| Type: | Package |
| Title: | Digital Epidemiological Analysis and Visualization Tools |
| Version: | 0.1.2 |
| Description: | Integrates methods for epidemiological analysis, modeling, and visualization, including functions for summary statistics, SIR (Susceptible-Infectious-Recovered) modeling, DALY (Disability-Adjusted Life Years) estimation, age standardization, diagnostic test evaluation, NLP (Natural Language Processing) keyword extraction, clinical trial power analysis, survival analysis, SNP (Single Nucleotide Polymorphism) association, and machine learning methods such as logistic regression, k-means clustering, Random Forest, and Support Vector Machine (SVM). Includes datasets for prevalence estimation, SIR modeling, genomic analysis, clinical trials, DALY, diagnostic tests, and survival analysis. Methods are based on Gelman et al. (2013) <doi:10.1201/b16018> and Wickham et al. (2019, ISBN:9781492052040>. |
| License: | MIT + file LICENSE |
| Encoding: | UTF-8 |
| Language: | en-US |
| LazyData: | true |
| RoxygenNote: | 7.3.2 |
| Depends: | R (≥ 4.0.0) |
| Imports: | deSolve, sp, tm, glmnet, caret, survival |
| Suggests: | kernlab, randomForest, stats, knitr, rmarkdown, quarto, usethis, testthat (≥ 3.0.0) |
| VignetteBuilder: | knitr |
| Config/testthat/edition: | 3 |
| NeedsCompilation: | no |
| Author: | Esther Atsabina Wanjala [aut, cre] |
| Maintainer: | Esther Atsabina Wanjala <digitalepidemiologist23@gmail.com> |
| Packaged: | 2025-11-03 07:06:11 UTC; atsab |
| Repository: | CRAN |
| Date/Publication: | 2025-11-05 20:30:13 UTC |
EpidigiR: Digital Epidemiological Analysis and Visualization Tools
Description
Provides tools for epidemiological analysis, modeling, and visualization. Includes functions for summary statistics, SIR (Susceptible-Infectious-Recovered) modeling, DALY (Disability-Adjusted Life Years) calculations, age standardization, diagnostic test evaluation, NLP (Natural Language Processing) keyword extraction, clinical trial power analysis, survival analysis, SNP (Single Nucleotide Polymorphism) association, logistic regression, k-means clustering, Random Forest, and Support Vector Machine (SVM) modeling. Supplies datasets for prevalence, SIR modeling, genomic analysis, machine learning, NLP, clinical trials, DALY, age standardization, diagnostic tests, and survival analysis.
Author(s)
Maintainer: Esther Atsabina Wanjala digitalepidemiologist23@gmail.com
Clinical Trials Data for Epidemiological Analysis
Description
A dataset containing simulated clinical trial data for analyzing treatment outcomes, suitable for power calculations, logistic regression, Random Forest, and SVM.
Usage
clinical_data
Format
A data frame with 200 rows and 6 columns:
- trial_id
Character, unique identifier for each trial participant.
- arm
Character, treatment arm (e.g., Treatment, Control).
- outcome
Numeric, binary outcome (0 = no response, 1 = response).
- age
Numeric, patient age (years).
- health_score
Numeric, baseline health score (0 to 100).
- dose
Numeric, treatment dose level (e.g., 0 for control, 1 for low dose, 2 for high dose).
Source
Simulated data for demonstration purposes.
Examples
data("clinical_data")
clinical_data$outcome <- as.factor(clinical_data$outcome)

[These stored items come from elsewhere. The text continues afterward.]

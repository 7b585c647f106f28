use assert_cmd::{cargo::cargo_bin_cmd, Command};
use serde_json::{json, Value};
use std::fs;
use std::path::PathBuf;
use std::process::Output;
use tempfile::TempDir;

/// Get a Command for tally
pub fn tally() -> Command {
    cargo_bin_cmd!("tally")
}

/// Extract a document ID from command output (first line)
pub fn extract_id(output: &Output) -> String {
    String::from_utf8_lossy(&output.stdout)
        .lines()
        .next()
        .map(|s| s.trim().to_string())
        .unwrap_or_default()
}

/// Setup a test store and return the directory
pub fn setup_test_dir() -> TempDir {
    let dir = TempDir::new().unwrap();
    tally()
        .current_dir(dir.path())
        .arg("init")
        .assert()
        .success();
    dir
}

fn item(id: &str, name: &str, score_type: &str, score_value: &str, point_value: f64) -> Value {
    json!({
        "id": id,
        "name": name,
        "scoreType": score_type,
        "scoreValue": score_value,
        "pointValue": point_value,
    })
}

/// The standard grading fixture: two categories, nine scorable leaves,
/// 12.5 possible points (bonus and penalty items excluded from the total)
#[allow(dead_code)]
pub fn fixture_rubric(id: &str) -> Value {
    let mut group = item("cat-1-item-0", "Report", "boolean", "points", 1.0);
    group["subItems"] = json!([
        item("cat-1-sub-0", "Sections complete", "full_half", "points", 1.0),
        item("cat-1-sub-1", "Formatted", "boolean", "points", 0.5),
    ]);

    json!({
        "id": id,
        "name": "Homework 1",
        "categories": [
            {
                "id": "cat-0",
                "name": "Correctness",
                "items": [
                    item("cat-0-item-0", "Compiles", "boolean", "points", 2.0),
                    item("cat-0-item-1", "Handles errors", "full_half", "points", 1.0),
                    item("cat-0-item-2", "Tests pass", "points", "points", 4.0),
                ],
            },
            {
                "id": "cat-1",
                "name": "Style",
                "items": [
                    group,
                    item("cat-1-item-1", "Naming", "full_half", "points", 2.0),
                    item("cat-1-item-2", "Comments", "points", "points", 2.0),
                    item("cat-1-item-3", "Extra credit", "points", "bonus", 2.0),
                    item("cat-1-item-4", "Late penalty", "points", "penalty", -1.0),
                ],
            },
        ],
    })
}

/// Write a rubric document straight into the store, bypassing the CLI
#[allow(dead_code)]
pub fn install_rubric(dir: &TempDir, rubric: &Value) -> String {
    let id = rubric["id"].as_str().expect("rubric id").to_string();
    let rubrics_dir = dir.path().join(".tally").join("rubrics");
    fs::create_dir_all(&rubrics_dir).unwrap();
    fs::write(
        rubrics_dir.join(format!("{}-fixture.json", id)),
        serde_json::to_string_pretty(rubric).unwrap(),
    )
    .unwrap();
    id
}

/// Path of the single rubric document in the store
#[allow(dead_code)]
pub fn sole_rubric_path(dir: &TempDir) -> PathBuf {
    let rubrics_dir = dir.path().join(".tally").join("rubrics");
    let mut paths: Vec<PathBuf> = fs::read_dir(&rubrics_dir)
        .unwrap()
        .filter_map(|e| e.ok())
        .map(|e| e.path())
        .filter(|p| p.extension().is_some_and(|ext| ext == "json"))
        .collect();
    assert_eq!(paths.len(), 1, "expected exactly one rubric document");
    paths.remove(0)
}

/// Apply an in-place edit to the sole rubric document
#[allow(dead_code)]
pub fn edit_rubric(dir: &TempDir, edit: impl FnOnce(&mut Value)) {
    let path = sole_rubric_path(dir);
    let mut rubric: Value = serde_json::from_str(&fs::read_to_string(&path).unwrap()).unwrap();
    edit(&mut rubric);
    fs::write(&path, serde_json::to_string_pretty(&rubric).unwrap()).unwrap();
}

/// Start a score card for a rubric and return its ID
#[allow(dead_code)]
pub fn start_card(dir: &TempDir, rubric_id: &str) -> String {
    let output = tally()
        .current_dir(dir.path())
        .args(["start", rubric_id])
        .output()
        .unwrap();
    assert!(output.status.success(), "start failed: {:?}", output);
    extract_id(&output)
}

/// Run a command with `--format json` and parse stdout
#[allow(dead_code)]
pub fn stdout_json(dir: &TempDir, args: &[&str]) -> Value {
    let mut full_args = vec!["--format", "json"];
    full_args.extend_from_slice(args);
    let output = tally()
        .current_dir(dir.path())
        .args(&full_args)
        .output()
        .unwrap();
    assert!(output.status.success(), "command failed: {:?}", output);
    serde_json::from_slice(&output.stdout).expect("stdout should be JSON")
}

/// Record a raw score on one item of a card
#[allow(dead_code)]
pub fn set_item_score(dir: &TempDir, score_id: &str, item_id: &str, score: f64) {
    tally()
        .current_dir(dir.path())
        .args([
            "set",
            score_id,
            "--item",
            item_id,
            "--score",
            &score.to_string(),
        ])
        .assert()
        .success();
}
//! Lookup of categories, items, and their score nodes by identifier

use crate::rubric::types::{
    Rubric, RubricCategory, RubricCategoryScore, RubricItem, RubricItemScore, RubricScore,
};

/// Find a category by id
pub fn find_category<'a>(rubric: &'a Rubric, category_id: &str) -> Option<&'a RubricCategory> {
    rubric.categories.iter().find(|c| c.id == category_id)
}

/// Find an item by id, searching nested sub-items at any depth
pub fn find_item<'a>(items: &'a [RubricItem], item_id: &str) -> Option<&'a RubricItem> {
    for item in items {
        if item.id == item_id {
            return Some(item);
        }
        if let Some(found) = item
            .sub_items
            .as_ref()
            .and_then(|sub_items| find_item(sub_items, item_id))
        {
            return Some(found);
        }
    }
    None
}

/// Find an item anywhere in a rubric
pub fn find_item_in_rubric<'a>(rubric: &'a Rubric, item_id: &str) -> Option<&'a RubricItem> {
    rubric
        .categories
        .iter()
        .find_map(|category| find_item(&category.items, item_id))
}

/// Find the score node shadowing a category
pub fn find_category_score<'a>(
    rubric_score: &'a RubricScore,
    category_id: &str,
) -> Option<&'a RubricCategoryScore> {
    rubric_score
        .categories
        .iter()
        .find(|c| c.category_id == category_id)
}

/// Find the score node shadowing an item, at any depth
pub fn find_item_score<'a>(
    rubric_score: &'a RubricScore,
    item_id: &str,
) -> Option<&'a RubricItemScore> {
    rubric_score
        .categories
        .iter()
        .find_map(|category| find_item_score_in(&category.items, item_id))
}

fn find_item_score_in<'a>(
    items: &'a [RubricItemScore],
    item_id: &str,
) -> Option<&'a RubricItemScore> {
    for item in items {
        if item.item_id == item_id {
            return Some(item);
        }
        if let Some(found) = item
            .sub_items
            .as_ref()
            .and_then(|sub_items| find_item_score_in(sub_items, item_id))
        {
            return Some(found);
        }
    }
    None
}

epi_model(clinical_data, formula = outcome ~ age + health_score + dose, type = "logistic")
epi_model(clinical_data, formula = outcome ~ age + health_score + dose, type = "rf")
epi_visualize(clinical_data, x = "arm", y = "outcome", type = "boxplot")
DALY Data for Global Health Burden
Description
A dataset containing simulated data for calculating Disability-Adjusted Life Years (DALY) in epidemiological studies.
Usage
daly_data
Format
A data frame with 20 rows and 3 columns:
- group
Character, population group (e.g., region or age group).
- yll
Numeric, years of life lost due to premature mortality.
- yld
Numeric, years lived with disability.
Source
Simulated data for demonstration purposes.
Examples
data("daly_data")
epi_analyze(daly_data, outcome = NULL, type = "daly")
Diagnostic Test Data for Evaluation
Description
A dataset containing simulated data for evaluating diagnostic tests in epidemiological studies.
Usage
diagnostic_data
Format
A data frame with 10 rows and 5 columns:
- test_id
Character, unique identifier for each test.
- true_positives
Numeric, number of true positive results.
- false_positives
Numeric, number of false positive results.
- true_negatives
Numeric, number of true negative results.
- false_negatives
Numeric, number of false negative results.
Source
Simulated data for demonstration purposes.
Examples
data("diagnostic_data")
epi_analyze(diagnostic_data, outcome = NULL, type = "diagnostic")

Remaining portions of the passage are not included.